Spend a day playing cinematographer and director at a workshop that teaches you all about analogue filmmaking
Participants following their prompts at previous workshops
If you’re one for the slow paced life, or like working with your hands, you will enjoy the Sequences workshop, which is an introduction to shooting and developing a 16 mm celluloid film. Taking place this Saturday, the workshop will coach participants through the basic steps of analogue filmmaking in a hands-on and practical one-day format.
Simran Ankolkar, artiste and co-curator at Harkat Studios, will also facilitate the workshop which will be a mix of theory and practical learning. This includes an introduction to the nature of the medium, how to load the 16 mm film and operate the camera with various features like zoom, shutter, and aperture. The workshop will then move on to sharing prompts with each participant, allowing them a few moments to shoot their interpretation of the given theme.
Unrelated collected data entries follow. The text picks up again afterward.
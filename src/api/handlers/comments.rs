/// Comment listing and ingestion handlers
use axum::extract::Path;
use axum::extract::State;
use axum::http::StatusCode;
use axum::Json;
use tracing::error;
use tracing::info;

use super::AppState;
use crate::api::types::ApiResponse;
use crate::ingest::IngestOutcome;
use crate::models::Comment;

/// List stored comments for a video (GET /api/videos/:video_id/comments)
pub async fn list_comments(
    State(state): State<AppState>,
    Path(video_id): Path<String>,
) -> Result<Json<ApiResponse<Vec<Comment>>>, StatusCode> {
    info!("GET /api/videos/{}/comments", video_id);

    match state.database.find_comments(&video_id).await {
        Ok(comments) => Ok(Json(ApiResponse::success(comments))),
        Err(e) => {
            error!("Failed to list comments for {}: {}", video_id, e);
            Ok(Json(ApiResponse::error(format!(
                "Failed to list comments: {e}"
            ))))
        }
    }
}

/// Fetch, label and store fresh comments for a video
/// (POST /api/videos/:video_id/comments/fetch)
pub async fn fetch_comments(
    State(state): State<AppState>,
    Path(video_id): Path<String>,
) -> Result<Json<ApiResponse<IngestOutcome>>, StatusCode> {
    info!("POST /api/videos/{}/comments/fetch", video_id);

    match state.ingest.refresh_comments(&video_id).await {
        Ok(outcome) => {
            info!(
                "✅ Stored {} comments for video {}",
                outcome.stored, outcome.video_id
            );
            Ok(Json(ApiResponse::success(outcome)))
        }
        Err(e) => {
            error!("Failed to refresh comments for {}: {}", video_id, e);
            Ok(Json(ApiResponse::error(format!(
                "Failed to fetch and process comments: {e}"
            ))))
        }
    }
}
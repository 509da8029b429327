//! Per-video aggregation of comment-level results
//!
//! Everything here is a full recomputation over the stored comment set for
//! one video: deterministic, order-independent, and safe on empty input.

use std::collections::BTreeMap;
use std::collections::HashMap;

use regex::Regex;
use serde::Deserialize;
use serde::Serialize;

use super::normalize::tokenize;
use super::scorer::SentimentScorer;
use crate::models::Comment;
use crate::models::Sentiment;

/// Comment counts per sentiment label
#[derive(Debug, Clone, Copy, Default, PartialEq, Eq, Serialize, Deserialize)]
pub struct SentimentDistribution {
    pub positive: usize,
    pub neutral: usize,
    pub negative: usize,
}

impl SentimentDistribution {
    #[must_use]
    pub const fn total(&self) -> usize {
        self.positive + self.neutral + self.negative
    }

    /// Whole-number percentage view, rounded half-up per bucket
    #[must_use]
    pub fn percentages(&self) -> SentimentPercentages {
        let total = self.total();
        let pct = |count: usize| {
            if total == 0 {
                0
            } else {
                (count as f64 / total as f64 * 100.0).round() as u32
            }
        };
        SentimentPercentages {
            positive: pct(self.positive),
            neutral: pct(self.neutral),
            negative: pct(self.negative),
        }
    }
}

/// Sentiment distribution expressed as rounded percentages
#[derive(Debug, Clone, Copy, Default, PartialEq, Eq, Serialize, Deserialize)]
pub struct SentimentPercentages {
    pub positive: u32,
    pub neutral: u32,
    pub negative: u32,
}

/// Engagement sums for one sentiment bucket
#[derive(Debug, Clone, Copy, Default, PartialEq, Eq, Serialize, Deserialize)]
pub struct EngagementBucket {
    pub votes: i64,
    pub hearted: i64,
    pub replies: i64,
}

/// Engagement sums across the three sentiment buckets
#[derive(Debug, Clone, Copy, Default, PartialEq, Eq, Serialize, Deserialize)]
pub struct EngagementMetrics {
    pub positive: EngagementBucket,
    pub neutral: EngagementBucket,
    pub negative: EngagementBucket,
}

impl EngagementMetrics {
    fn bucket_mut(&mut self, sentiment: Sentiment) -> &mut EngagementBucket {
        match sentiment {
            Sentiment::Positive => &mut self.positive,
            Sentiment::Neutral => &mut self.neutral,
            Sentiment::Negative => &mut self.negative,
        }
    }
}

/// Comment counts per sentiment for one hour of the day
#[derive(Debug, Clone, Copy, PartialEq, Eq, Serialize, Deserialize)]
pub struct HourlySentiment {
    pub hour: u32,
    pub positive: usize,
    pub neutral: usize,
    pub negative: usize,
}

impl HourlySentiment {
    const fn empty(hour: u32) -> Self {
        Self {
            hour,
            positive: 0,
            neutral: 0,
            negative: 0,
        }
    }

    #[must_use]
    pub const fn total(&self) -> usize {
        self.positive + self.neutral + self.negative
    }
}

/// Hour-of-day commenting histogram
#[derive(Debug, Clone, Default, PartialEq, Eq, Serialize, Deserialize)]
pub struct TimeAnalysis {
    pub sentiment_over_time: Vec<HourlySentiment>,
    /// Hour with the most comments. Ties break toward the lowest hour: the
    /// histogram is scanned in ascending hour order and only a strictly
    /// larger total takes over.
    pub peak_commenting_hour: String,
}

/// One entry of a frequency table
#[derive(Debug, Clone, PartialEq, Eq, Serialize, Deserialize)]
pub struct TermFrequency {
    pub term: String,
    pub count: usize,
}
use super::Database;
use crate::Result;
use crate::TubePulseError;

impl Database {
    /// Check if database schema is initialized
    /// Returns true if all required tables exist
    pub async fn is_schema_initialized(&self) -> Result<bool> {
        let required_tables = vec!["comments", "analysis_cache"];

        for table_name in required_tables {
            let result = sqlx::query_scalar::<_, bool>(
                r"
                SELECT EXISTS (
                    SELECT FROM information_schema.tables
                    WHERE table_schema = 'public'
                    AND table_name = $1
                )
                ",
            )
            .bind(table_name)
            .fetch_one(self.pool())
            .await?;

            if !result {
                tracing::debug!("Missing required table: {}", table_name);
                return Ok(false);
            }
        }

        Ok(true)
    }

    /// Verify database schema or return helpful error
    pub async fn verify_schema_or_error(&self) -> Result<()> {
        if !self.is_schema_initialized().await? {
            return Err(TubePulseError::Custom(
                "❌ Database schema not initialized!\n\n\
                 Please run the following command to initialize the database:\n\n\
                 \x1b[1;32mtubepulse init\x1b[0m\n\n\
                 Then try again."
                    .to_string(),
            ));
        }
        Ok(())
    }

    /// Initialize database schema
    pub async fn init_schema(&self) -> Result<()> {
        // Comments: one row per audience comment, replaced wholesale per video
        sqlx::query(
            r"
            CREATE TABLE IF NOT EXISTS comments (
                id UUID PRIMARY KEY DEFAULT gen_random_uuid(),
                video_id TEXT NOT NULL,
                text TEXT NOT NULL CHECK (text <> ''),
                votes BIGINT NOT NULL DEFAULT 0 CHECK (votes >= 0),
                hearted BOOLEAN NOT NULL DEFAULT FALSE,
                replies BIGINT NOT NULL DEFAULT 0 CHECK (replies >= 0),
                published_at TIMESTAMPTZ NOT NULL,
                sentiment TEXT NOT NULL DEFAULT 'neutral'
                    CHECK (sentiment IN ('positive', 'neutral', 'negative')),
                sentiment_score DOUBLE PRECISION,
                recorded_at TIMESTAMPTZ NOT NULL DEFAULT NOW()
            )
            ",
        )
        .execute(self.pool())
        .await?;

        sqlx::query(
            r"
            CREATE INDEX IF NOT EXISTS idx_comments_video_id
                ON comments (video_id)
            ",
        )
        .execute(self.pool())
        .await?;

        sqlx::query(
            r"
            CREATE INDEX IF NOT EXISTS idx_comments_video_published
                ON comments (video_id, published_at DESC)
            ",
        )
        .execute(self.pool())
        .await?;

        // Cache: opaque key to JSON payload with absolute expiry
        sqlx::query(
            r"
            CREATE TABLE IF NOT EXISTS analysis_cache (
                key TEXT PRIMARY KEY,
                data JSONB NOT NULL,
                expires_at TIMESTAMPTZ NOT NULL
            )
            ",
        )
        .execute(self.pool())
        .await?;

        sqlx::query(
            r"
            CREATE INDEX IF NOT EXISTS idx_analysis_cache_expires
                ON analysis_cache (expires_at)
            ",
        )
        .execute(self.pool())
        .await?;

        tracing::info!("✅ Database schema initialized");
        Ok(())
    }
}
/// API request handlers
use std::sync::Arc;

use axum::Json;

use crate::api::types::ApiResponse;
use crate::api::types::HealthResponse;
use crate::database::Database;
use crate::ingest::IngestService;
use crate::report::ReportService;
use crate::youtube::YouTubeClient;

// Re-export sub-modules
pub mod cache;
pub mod comments;
pub mod reports;
pub mod video;

// Re-export handlers
pub use cache::*;
pub use comments::*;
pub use reports::*;
pub use video::*;

/// Shared application state
#[derive(Clone)]
pub struct AppState {
    pub database: Arc<Database>,
    pub youtube: Arc<YouTubeClient>,
    pub ingest: Arc<IngestService>,
    pub reports: Arc<ReportService>,
}

/// Health check handler
pub async fn health() -> Json<ApiResponse<HealthResponse>> {
    Json(ApiResponse::success(HealthResponse {
        status: "healthy".to_string(),
        version: env!("CARGO_PKG_VERSION").to_string(),
    }))
}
Sharing the reasons behind the prompt and the name of the workshop, Ankolkar tells us that the prompts, which are disclosed only at the workshop, serve as a guideline for participants when it is their turn to shoot. Each prompt falls into a visual sequence which when put together becomes a short film. Describing it as a group exercise, she tells us, “Analogue filmmaking depends a community where others also help you take the shot, for instance, by reading the light. In the workshop, people rotate roles while others have a chance to shoot.”
The introductory session covers the basic A to Z of the medium, including guiding participants through developing the film in a dark room with premixed chemistry following a film-developing recipe from Kodak. This again is a group activity where people follow the steps and wash the film in pairs. Ankolkar likens the process to baking. The result will be developing a reversal positive film that can be run through a projector. After a day of learning, and allowing your creative juices to flow, “To see the final creation projected, is very gratifying,” Ankolkar shares.
“The charm of analogue filmmaking is that it is a hands-on process. You’re involved in each stage of an image coming to life, so it makes you understand the medium, the science behind it and how things react to light and chemistry. It also makes you mindful of image-making since the process is very slow. It’s both a craft and an art form,” Ankolkar signs off.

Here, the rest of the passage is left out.